# "Anti surge was triggered to protect system from unstable power supply"



## Frick (Jun 10, 2015)

It's the system in system specs.

In short, should I worry? The system was in sleep mode, and on resume there was no video signal. I had to switch the PSU off at the back, then it showed me the thing below. I had run windowd update earlier and it installed them before starting windows.

The system used to be wonky before I reinstalled it some days ago (occasional mouse lag, Flash videos/applications crashing the video driver mostly).

If you can't see system specs:

Asus P5G41T-M
e8400
1 x Crucial Ballistixsportsomething 1600mhz 4GB
1 x WD Blue 1TB
HD 7850 2GB PCS+


----------



## erocker (Jun 10, 2015)

If it were me, I'd already of ordered a new PSU.


----------



## ne6togadno (Jun 10, 2015)

http://www.computeruniverse.net/en/products/90551748/seasonic-ss-series.asp


----------



## Frick (Jun 10, 2015)

Now some support dude at the Corsair forums are saying that feature does some false positives. Others are claiming that as well. No way of knowing without test equipment... Ho hum. Could just be a fluke.


----------



## Solaris17 (Jun 10, 2015)

Iv gotten this a few times with systems that come in at my job. This feature can be shut off in BIOS manually for one. and honestly most of the time that i see this its from the little tabs on the I/O shield sticking into USB ports and stuff. Id check your rig for loose screws and just over all build quality.


----------



## Bill_Bright (Jun 10, 2015)

I keep hearing more and more reports of ASUS Anti-surge reporting these issues that I firmly believe the problem is more ASUS Anti-surge than it is the PSUs. Even with decent Seasonics run through top quality UPS with AVRs, ASUS Anti-surge has prevented computers from booting, or locked them up with errors similar to above.

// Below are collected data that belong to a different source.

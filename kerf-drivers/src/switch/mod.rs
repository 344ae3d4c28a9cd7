//! Switch input drivers

pub mod debounce;

pub use debounce::{DebouncedSwitch, Debouncer};
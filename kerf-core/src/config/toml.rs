//! Minimal TOML reader for machine configuration
//!
//! This handles only the subset needed for `machine.toml` and works
//! without an allocator. It does NOT support the full TOML spec.
//!
//! Supported features:
//! - Key = value pairs (string, integer, decimal, boolean)
//! - [section] and [section.name] headers
//! - Comments (# ...), including trailing comments
//!
//! Keys missing from the file keep their reference defaults.

use super::hardware::{parse_pin_string, AxisHwConfig, PinConfig};
use super::types::{AxisMotionConfig, CycleConfig, MachineConfig};
use crate::motion::AxisRole;

/// What went wrong on a line
#[derive(Debug, Clone, Copy, PartialEq, Eq)]
#[cfg_attr(feature = "defmt", derive(defmt::Format))]
pub enum ParseErrorKind {
    /// Unknown or malformed section header
    InvalidSection,
    /// Line is neither a header nor `key = value`
    InvalidLine,
    /// Key not valid in the current section
    UnknownKey,
    /// Value has the wrong type or is out of range
    InvalidValue,
    /// Invalid pin string
    InvalidPin,
}

/// Parse error with the 1-based line it occurred on
#[derive(Debug, Clone, Copy, PartialEq, Eq)]
#[cfg_attr(feature = "defmt", derive(defmt::Format))]
pub struct ParseError {
    /// Line number (1-based)
    pub line: usize,
    /// Error kind
    pub kind: ParseErrorKind,
}

/// Which clamp a `[clamp.*]` section configures
#[derive(Debug, Clone, Copy, PartialEq, Eq)]
enum ClampSection {
    Position,
    SecureWood,
}

/// Which switch a `[switch.*]` section configures
#[derive(Debug, Clone, Copy, PartialEq, Eq)]
enum SwitchSection {
    Run,
    Reload,
}

/// Current parsing context
#[derive(Debug, Clone, Copy, PartialEq, Eq)]
enum Section {
    Root,
    Cycle,
    Axis(AxisRole),
    Switch(SwitchSection),
    Clamp(ClampSection),
}

/// Parse TOML configuration into MachineConfig
pub fn parse_config(input: &str) -> Result<MachineConfig, ParseError> {
    let mut config = MachineConfig::new();
    let mut section = Section::Root;

    for (index, raw) in input.lines().enumerate() {
        let line_no = index + 1;
        let line = strip_comment(raw).trim();

        if line.is_empty() {
            continue;
        }

        let at = |kind| ParseError {
            line: line_no,
            kind,
        };

        if let Some(header) = line.strip_prefix('[') {
            let header = header
                .strip_suffix(']')
                .ok_or(at(ParseErrorKind::InvalidSection))?;
            section = parse_section_header(header).ok_or(at(ParseErrorKind::InvalidSection))?;
            continue;
        }

        let (key, value) = parse_key_value(line).ok_or(at(ParseErrorKind::InvalidLine))?;
        apply_value(&mut config, section, key, value).map_err(at)?;
    }

    Ok(config)
}

/// Remove a trailing comment unless the `#` sits inside a string
fn strip_comment(line: &str) -> &str {
    let mut in_string = false;
    for (i, c) in line.char_indices() {
        match c {
            '"' => in_string = !in_string,
            '#' if !in_string => return &line[..i],
            _ => {}
        }
    }
    line
}

/// Parse section header like "cycle", "axis.cut" or "clamp.secure_wood"
fn parse_section_header(header: &str) -> Option<Section> {
    let header = header.trim();
    let (kind, name) = match header.split_once('.') {
        Some((kind, name)) => (kind.trim(), Some(name.trim())),
        None => (header, None),
    };

    match (kind, name) {
        ("cycle", None) => Some(Section::Cycle),
        ("axis", Some("cut")) => Some(Section::Axis(AxisRole::Cut)),
        ("axis", Some("position")) => Some(Section::Axis(AxisRole::Position)),
        ("switch", Some("run")) => Some(Section::Switch(SwitchSection::Run)),
        ("switch", Some("reload")) => Some(Section::Switch(SwitchSection::Reload)),
        ("clamp", Some("position")) => Some(Section::Clamp(ClampSection::Position)),
        ("clamp", Some("secure_wood")) => Some(Section::Clamp(ClampSection::SecureWood)),
        _ => None,
    }
}

/// Parse "key = value" line
fn parse_key_value(line: &str) -> Option<(&str, &str)> {
    let (key, value) = line.split_once('=')?;
    let key = key.trim();
    let value = value.trim();

    if key.is_empty() || value.is_empty() {
        return None;
    }

    Some((key, value))
}

fn apply_value(
    config: &mut MachineConfig,
    section: Section,
    key: &str,
    value: &str,
) -> Result<(), ParseErrorKind> {
    match section {
        Section::Root => match key {
            "version" => config.version = parse_int(value)?,
            _ => return Err(ParseErrorKind::UnknownKey),
        },
        Section::Cycle => apply_cycle(&mut config.cycle, key, value)?,
        Section::Axis(role) => {
            let (motion, hw) = match role {
                AxisRole::Cut => (&mut config.cut, &mut config.hardware.cut_axis),
                AxisRole::Position => (&mut config.position, &mut config.hardware.position_axis),
            };
            apply_axis(motion, hw, key, value)?;
        }
        Section::Switch(which) => {
            let pin = match which {
                SwitchSection::Run => &mut config.hardware.run_switch,
                SwitchSection::Reload => &mut config.hardware.reload_switch,
            };
            apply_pin_only(pin, key, value)?;
        }
        Section::Clamp(which) => {
            let pin = match which {
                ClampSection::Position => &mut config.hardware.position_clamp,
                ClampSection::SecureWood => &mut config.hardware.secure_clamp,
            };
            apply_pin_only(pin, key, value)?;
        }
    }
    Ok(())
}

fn apply_cycle(cycle: &mut CycleConfig, key: &str, value: &str) -> Result<(), ParseErrorKind> {
    match key {
        "steps_per_unit" => cycle.steps_per_unit = parse_int(value)?,
        "clamp_settle_ms" => cycle.clamp_settle_ms = parse_int(value)?,
        "home_debounce_ms" => cycle.home_debounce_ms = parse_int(value)?,
        "switch_debounce_ms" => cycle.switch_debounce_ms = parse_int(value)?,
        "homing_seek_steps" => cycle.homing_seek_steps = parse_int(value)?,
        "homing_timeout_ms" => cycle.homing_timeout_ms = parse_int(value)?,
        "motion_timeout_ms" => cycle.motion_timeout_ms = parse_int(value)?,
        "repeat_while_held" => cycle.repeat_while_held = parse_bool(value)?,
        _ => return Err(ParseErrorKind::UnknownKey),
    }
    Ok(())
}

fn apply_axis(
    motion: &mut AxisMotionConfig,
    hw: &mut AxisHwConfig,
    key: &str,
    value: &str,
) -> Result<(), ParseErrorKind> {
    match key {
        "travel" => motion.travel_x100 = parse_fixed_x100(value)?,
        "normal_speed" => motion.normal_speed = parse_int(value)?,
        "return_speed" => motion.return_speed = parse_int(value)?,
        "acceleration" => motion.acceleration = parse_int(value)?,
        "step_pin" => hw.step_pin = parse_pin(value)?,
        "dir_pin" => hw.dir_pin = parse_pin(value)?,
        "home_pin" => hw.home_pin = parse_pin(value)?,
        _ => return Err(ParseErrorKind::UnknownKey),
    }
    Ok(())
}

fn apply_pin_only(pin: &mut PinConfig, key: &str, value: &str) -> Result<(), ParseErrorKind> {
    match key {
        "pin" => *pin = parse_pin(value)?,
        _ => return Err(ParseErrorKind::UnknownKey),
    }
    Ok(())
}

/// Parse a string value (removes quotes)
fn parse_string(value: &str) -> &str {
    value
        .strip_prefix('"')
        .and_then(|v| v.strip_suffix('"'))
        .unwrap_or(value)
}

/// Parse an integer value, allowing `_` digit separators
fn parse_int<T: core::str::FromStr>(value: &str) -> Result<T, ParseErrorKind> {
    let mut digits: heapless::String<24> = heapless::String::new();
    for c in value.chars().filter(|c| *c != '_') {
        digits.push(c).map_err(|_| ParseErrorKind::InvalidValue)?;
    }
    digits.parse().map_err(|_| ParseErrorKind::InvalidValue)
}

/// Parse a boolean value
fn parse_bool(value: &str) -> Result<bool, ParseErrorKind> {
    match value {
        "true" => Ok(true),
        "false" => Ok(false),
        _ => Err(ParseErrorKind::InvalidValue),
    }
}

/// Parse a non-negative decimal with up to two fraction digits into
/// hundredths ("9.5" -> 950)
fn parse_fixed_x100(value: &str) -> Result<u32, ParseErrorKind> {
    let (whole, frac) = match value.split_once('.') {
        Some((whole, frac)) => (whole, frac),
        None => (value, ""),
    };

    if whole.is_empty() || frac.len() > 2 || !frac.chars().all(|c| c.is_ascii_digit()) {
        return Err(ParseErrorKind::InvalidValue);
    }

    let whole: u32 = parse_int(whole)?;
    let mut hundredths = 0u32;
    for (i, c) in frac.chars().enumerate() {
        let digit = c.to_digit(10).ok_or(ParseErrorKind::InvalidValue)?;
        hundredths += digit * if i == 0 { 10 } else { 1 };
    }

    whole
        .checked_mul(100)
        .and_then(|w| w.checked_add(hundredths))
        .ok_or(ParseErrorKind::InvalidValue)
}

/// Parse a pin string like "gpio11", "!gpio12", "^gpio4"
fn parse_pin(value: &str) -> Result<PinConfig, ParseErrorKind> {
    parse_pin_string(parse_string(value)).ok_or(ParseErrorKind::InvalidPin)
}

#[cfg(test)]
mod tests {
    use super::*;

    #[test]
    fn test_parse_fixed_x100() {
        assert_eq!(parse_fixed_x100("9.5"), Ok(950));
        assert_eq!(parse_fixed_x100("3.3"), Ok(330));
        assert_eq!(parse_fixed_x100("10"), Ok(1000));
        assert_eq!(parse_fixed_x100("0.05"), Ok(5));
        assert_eq!(parse_fixed_x100("9.555"), Err(ParseErrorKind::InvalidValue));
        assert_eq!(parse_fixed_x100("-1.0"), Err(ParseErrorKind::InvalidValue));
        assert_eq!(parse_fixed_x100(".5"), Err(ParseErrorKind::InvalidValue));
    }

    #[test]
    fn test_parse_int_separators() {
        assert_eq!(parse_int::<u32>("50_000"), Ok(50000));
        assert_eq!(parse_int::<i32>("-10"), Ok(-10));
        assert_eq!(parse_int::<u32>("abc"), Err(ParseErrorKind::InvalidValue));
    }

    #[test]
    fn test_strip_comment() {
        assert_eq!(strip_comment("a = 1 # note"), "a = 1 ");
        assert_eq!(strip_comment("pin = \"#gpio\""), "pin = \"#gpio\"");
    }

    #[test]
    fn test_parse_section_header() {
        assert_eq!(parse_section_header("cycle"), Some(Section::Cycle));
        assert_eq!(
            parse_section_header("axis.cut"),
            Some(Section::Axis(AxisRole::Cut))
        );
        assert_eq!(
            parse_section_header("clamp.secure_wood"),
            Some(Section::Clamp(ClampSection::SecureWood))
        );
        assert_eq!(parse_section_header("axis.z"), None);
        assert_eq!(parse_section_header("heater"), None);
    }

    #[test]
    fn test_empty_input_is_reference_config() {
        assert_eq!(parse_config(""), Ok(MachineConfig::new()));
    }

    #[test]
    fn test_parse_full_config() {
        let config_str = r#"
# Reference machine
version = 1

[cycle]
steps_per_unit = 1600
clamp_settle_ms = 150   # slower valves
repeat_while_held = false
homing_timeout_ms = 60_000

[axis.cut]
travel = 8.25
return_speed = 40000
step_pin = "gpio14"
home_pin = "!^gpio15"

[axis.position]
travel = 2

[switch.run]
pin = "^gpio20"

[clamp.secure_wood]
pin = "!gpio21"
"#;

        let config = parse_config(config_str).unwrap();
        assert_eq!(config.cycle.steps_per_unit, 1600);
        assert_eq!(config.cycle.clamp_settle_ms, 150);
        assert!(!config.cycle.repeat_while_held);
        assert_eq!(config.cycle.homing_timeout_ms, 60000);

        assert_eq!(config.cut.travel_x100, 825);
        assert_eq!(config.cut.return_speed, 40000);
        // Untouched keys keep their defaults
        assert_eq!(config.cut.normal_speed, 2000);
        assert_eq!(config.hardware.cut_axis.step_pin.pin, 14);
        assert!(config.hardware.cut_axis.home_pin.inverted);
        assert!(config.hardware.cut_axis.home_pin.pull_up);

        assert_eq!(config.position.travel_x100, 200);
        assert_eq!(config.hardware.run_switch, PinConfig::with_pullup(20));
        assert_eq!(config.hardware.secure_clamp, PinConfig::inverted(21));
    }

    #[test]
    fn test_parse_inverted_stepper_pins() {
        let config =
            parse_config("[axis.position]\nstep_pin = \"!gpio5\"\ndir_pin = \"!gpio6\"\n").unwrap();
        let pins = config.hardware.position_axis;
        assert_eq!(pins.step_pin, PinConfig::inverted(5));
        assert_eq!(pins.dir_pin, PinConfig::inverted(6));
        // Step idles high when inverted
        assert!(pins.step_pin.level_for(false));
        assert!(!config.hardware.cut_axis.dir_pin.inverted);
    }

    #[test]
    fn test_errors_carry_line_numbers() {
        let err = parse_config("[cycle]\nsteps_per_unit = lots\n").unwrap_err();
        assert_eq!(err.line, 2);
        assert_eq!(err.kind, ParseErrorKind::InvalidValue);

        let err = parse_config("\n\n[spindle]\n").unwrap_err();
        assert_eq!(err.line, 3);
        assert_eq!(err.kind, ParseErrorKind::InvalidSection);

        let err = parse_config("[axis.cut]\nspeed = 10\n").unwrap_err();
        assert_eq!(err.kind, ParseErrorKind::UnknownKey);

        let err = parse_config("[clamp.position]\npin = \"gpio99\"\n").unwrap_err();
        assert_eq!(err.kind, ParseErrorKind::InvalidPin);

        let err = parse_config("[cycle]\njust words\n").unwrap_err();
        assert_eq!(err.kind, ParseErrorKind::InvalidLine);
    }
}
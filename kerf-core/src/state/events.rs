//! Events that trigger state transitions

use super::machine::FaultKind;

/// Events that can trigger state transitions
#[derive(Debug, Clone, Copy, PartialEq, Eq)]
#[cfg_attr(feature = "defmt", derive(defmt::Format))]
pub enum Event {
    // Referencing
    /// Both home switches asserted in the same poll
    HomingComplete,

    // Operator events
    /// Run switch active and still active after the confirmation wait
    RunConfirmed,
    /// Reload requested while the position axis was extended
    ReloadAccepted,

    // Cycle progress
    /// Both clamps engaged and settled
    ClampsEngaged,
    /// Cut axis reached the end of its stroke
    CutComplete,
    /// Position clamp released and settled
    PositionClampReleased,
    /// Both axes back at home
    AxesHome,
    /// Secure-wood clamp released, position clamp engaged and settled
    PositionClampEngaged,
    /// Position axis reached the end of its stroke
    PositionComplete,
    /// Run switch found inactive at the end of a cycle
    RunReleased,
    /// Run switch still active at the end of a cycle
    RunStillHeld,
    /// Clamps released by a reload request have settled
    ReloadComplete,

    // Safety events
    /// Motion watchdog budget exceeded
    FaultDetected(FaultKind),
    /// Operator acknowledged the fault with the reload switch
    FaultCleared,
}
//! Status logging task
//!
//! Logs state changes reported by the cycle task. Never touches hardware.

use defmt::*;

use kerf_core::state::CycleState;

use crate::channels::{StatusReport, STATUS_CHANNEL};

/// Status task - logs reports from the cycle task
#[embassy_executor::task]
pub async fn status_task() {
    info!("Status task started");

    loop {
        match STATUS_CHANNEL.receive().await {
            StatusReport::StateEntered {
                state: CycleState::Fault(kind),
                cut_position,
                position_position,
                ..
            } => {
                warn!(
                    "Fault: {:?} (cut={}, position={}), press reload to re-home",
                    kind, cut_position, position_position
                );
            }
            StatusReport::StateEntered {
                state: CycleState::Idle,
                cycles,
                ..
            } => {
                info!("Idle, {} cycles completed", cycles);
            }
            StatusReport::StateEntered {
                state,
                cut_position,
                position_position,
                ..
            } => {
                info!(
                    "State: {:?} (cut={}, position={})",
                    state, cut_position, position_position
                );
            }
            StatusReport::ReloadIgnored { position_position } => {
                warn!("Reload ignored (position axis at {})", position_position);
            }
        }
    }
}
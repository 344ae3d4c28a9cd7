//! Configuration types
//!
//! Board-agnostic configuration structures and the reader for the
//! deployment file `machine.toml`.

pub mod hardware;
pub mod load;
pub mod toml;
pub mod types;

pub use hardware::*;
pub use load::{load_config, LoadError};
pub use toml::{parse_config, ParseError, ParseErrorKind};
pub use types::*;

It is not really a "false positive", it is a problem with the threshold settings being sensitive.

No doubt ASUS is getting RMAs boards that were hit with excessive surges coming through or being generated by cheap, generic PSUs. But any ATX motherboard should be able to run fine with any ATX compliant PSU that is working (and regulating) properly. And every motherboard has regulator circuits too that should suppress any "normal" anomaly that may get through.

Of course not all of these reports are due to over sensitive thresholds, but power off the grid is not becoming dirtier, and more and more PSUs buyers are aware that quality PSUs matter. So I think the problem is ASUS Anti-surge being to sensitive.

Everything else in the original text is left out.